L’e t. le dévisage, rejette la tête en arrière et hulule.
« Tu es un bon, Faiseur de veuves ! Combien t’a-t-il fallu de temps pour le découvrir ?
- Moins d’une journée.
- Pas plus ? J’avais réussi à garder le secret pendant dix ans ou presque !
- Peut-être que personne d’autre ne s’y est intéressé.
- Au fait, je peux te rendre la monnaie de ta pièce. Je me suis renseigné sur toi, de mon côté.
- Et alors ?
- Tu n’existes pas.
- Je me rappelle te l’avoir dit, en effet.
- Laisse-moi terminer. Tu n’existes pas, non... mais tu as bel et bien existé.
- Je t’ai dit...
- Je sais ce que tu m’as dit. Mais l’Ordinateur Central de Deluros VIII affirme que tu as les mêmes empreintes digitales, la même empreinte vocale et le même rétinogramme que le Faiseur de veuves original. Si tu te laissais prélever une goutte de sang ou un fragment de peau, je gage qu’on te découvrirait aussi la même séquence d’a d. n. »
Nighthawk hausse les épaules. « Simple coïncidence.
- Si tu me croyais assez stupide et assez naïf pour avaler un truc pareil, tu ne travaillerais pas avec moi.
- Le Faiseur de veuves est né il y a plus d’un siècle et demi. Tu ne me trouves pas un peu jeune pour le rôle ?
- Tu as l’air d’avoir deux mois. » Le dragon doit sourire, pour autant que la structure de son visage le lui permette. « J’ai tiré quelques ficelles et j’ai appris que le fameux chasseur de primes
- — L'original, autrement dit – est congelé depuis plus de cent ans. Il est encore en vie. » Il dévisage Nighthawk. «Je n’avais jamais vu de clone jusqu’à présent. Ils ont fait du bon boulot, Faiseur de veuves.
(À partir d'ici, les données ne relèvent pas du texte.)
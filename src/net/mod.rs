//! TCP socket bridge: dialer with SSRF defense, buffered reads, and a
//! request-scoped cap on concurrent sockets.

mod ssrf;
mod tcp;

pub use ssrf::{check_destination, SsrfFilter};
pub use tcp::{TcpSocket, TcpSocketRegistry, TlsMode, DEFAULT_READ_TIMEOUT};
//! Statement gatekeeping, query/exec classification, and the multi-statement
//! splitter `exec` uses.

use crate::error::{Error, Result};

/// The allowlisted introspection pragmas. Any other `PRAGMA` is rejected.
const ALLOWED_PRAGMAS: &[&str] = &[
    "table_info",
    "table_list",
    "index_list",
    "index_info",
    "foreign_key_list",
    "journal_mode",
];

/// Whether a statement should be run on the query path (returns
/// columns/rows) or the exec path (returns a change count).
#[derive(Debug, Clone, Copy, PartialEq, Eq)]
pub enum StatementKind {
    /// `SELECT`, `PRAGMA`, or `WITH` — returns rows.
    Query,
    /// Everything else — returns a change count.
    Exec,
}

/// Rejects `ATTACH`/`DETACH` outright and enforces the `PRAGMA` allowlist.
///
/// # Errors
/// Returns a policy error whose message contains `"not allowed"` if the
/// statement is denied.
pub fn check_allowed(sql: &str) -> Result<()> {
    let trimmed = sql.trim_start();
    let keyword = leading_keyword(trimmed);

    if keyword.eq_ignore_ascii_case("ATTACH") || keyword.eq_ignore_ascii_case("DETACH") {
        return Err(Error::policy(format!(
            "{} statements are not allowed",
            keyword.to_ascii_uppercase()
        )));
    }

    if keyword.eq_ignore_ascii_case("PRAGMA") {
        let pragma_name = pragma_name(trimmed);
        let allowed = ALLOWED_PRAGMAS
            .iter()
            .any(|p| pragma_name.eq_ignore_ascii_case(p));
        if !allowed {
            return Err(Error::policy("this PRAGMA is not allowed"));
        }
    }

    Ok(())
}

/// Classifies a (already-gatekept) statement as query or exec, by its
/// leading keyword.
#[must_use]
pub fn classify(sql: &str) -> StatementKind {
    let keyword = leading_keyword(sql.trim_start());
    if keyword.eq_ignore_ascii_case("SELECT")
        || keyword.eq_ignore_ascii_case("PRAGMA")
        || keyword.eq_ignore_ascii_case("WITH")
    {
        StatementKind::Query
    } else {
        StatementKind::Exec
    }
}

fn leading_keyword(sql: &str) -> &str {
    let end = sql
        .find(|c: char| c.is_whitespace() || c == '(' || c == ';')
        .unwrap_or(sql.len());
    &sql[..end]
}

/// Extracts the pragma name from `PRAGMA name` or `PRAGMA name(...)`,
/// ignoring an optional database-schema qualifier and any `= value` or
/// `(args)` suffix.
fn pragma_name(sql: &str) -> &str {
    let after_keyword = sql
        .get(leading_keyword(sql).len()..)
        .unwrap_or("")
        .trim_start();
    let end = after_keyword
        .find(|c: char| !(c.is_alphanumeric() || c == '_'))
        .unwrap_or(after_keyword.len());
    &after_keyword[..end]
}

/// Splits `sql` on `;` while honoring single-quoted string literals, where
/// `''` inside a literal is an escaped literal quote, not a terminator.
/// Trims each statement and drops empty ones.
#[must_use]
pub fn split_statements(sql: &str) -> Vec<String> {
    let mut statements = Vec::new();
    let mut current = String::new();
    let mut in_string = false;
    let mut chars = sql.chars().peekable();

    while let Some(c) = chars.next() {
        match c {
            '\'' if in_string => {
                if chars.peek() == Some(&'\'') {
                    // Escaped quote: keep both characters, stay in the literal.
                    current.push('\'');
                    current.push('\'');
                    chars.next();
                } else {
                    in_string = false;
                    current.push(c);
                }
            }
            '\'' => {
                in_string = true;
                current.push(c);
            }
            ';' if !in_string => {
                push_if_nonempty(&mut statements, &current);
                current.clear();
            }
            _ => current.push(c),
        }
    }
    push_if_nonempty(&mut statements, &current);
    statements
}

fn push_if_nonempty(statements: &mut Vec<String>, candidate: &str) {
    let trimmed = candidate.trim();
    if !trimmed.is_empty() {
        statements.push(trimmed.to_string());
    }
}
- Meilleur que pour le précédent.
- Parce qu’ils t’ont cloné plus d’une fois ? » s’enquiert Zyeux-Bleus, surpris.
« Deux, en tout.
- Et cet autre clone est... ?
- Mort.
- Bien. Je ne pense pas qu’il me plairait d’habiter une galaxie où des centaines de Faiseurs de veuves se baladeraient en liberté.
- Ça n’arrivera pas. Cloner un être humain est un crime majeur sur toutes les planètes de l’Oligarchie. » Nighthawk va jusqu’au comptoir, se penche par-dessus, tend la main et saisit une bouteille de cognac du Cygne -qu’il ouvre et dont il descend une grande rasade.
« Attention avec ce truc ! Il me coûte deux cents roupies de la Nouvelle-Bombay la bouteille.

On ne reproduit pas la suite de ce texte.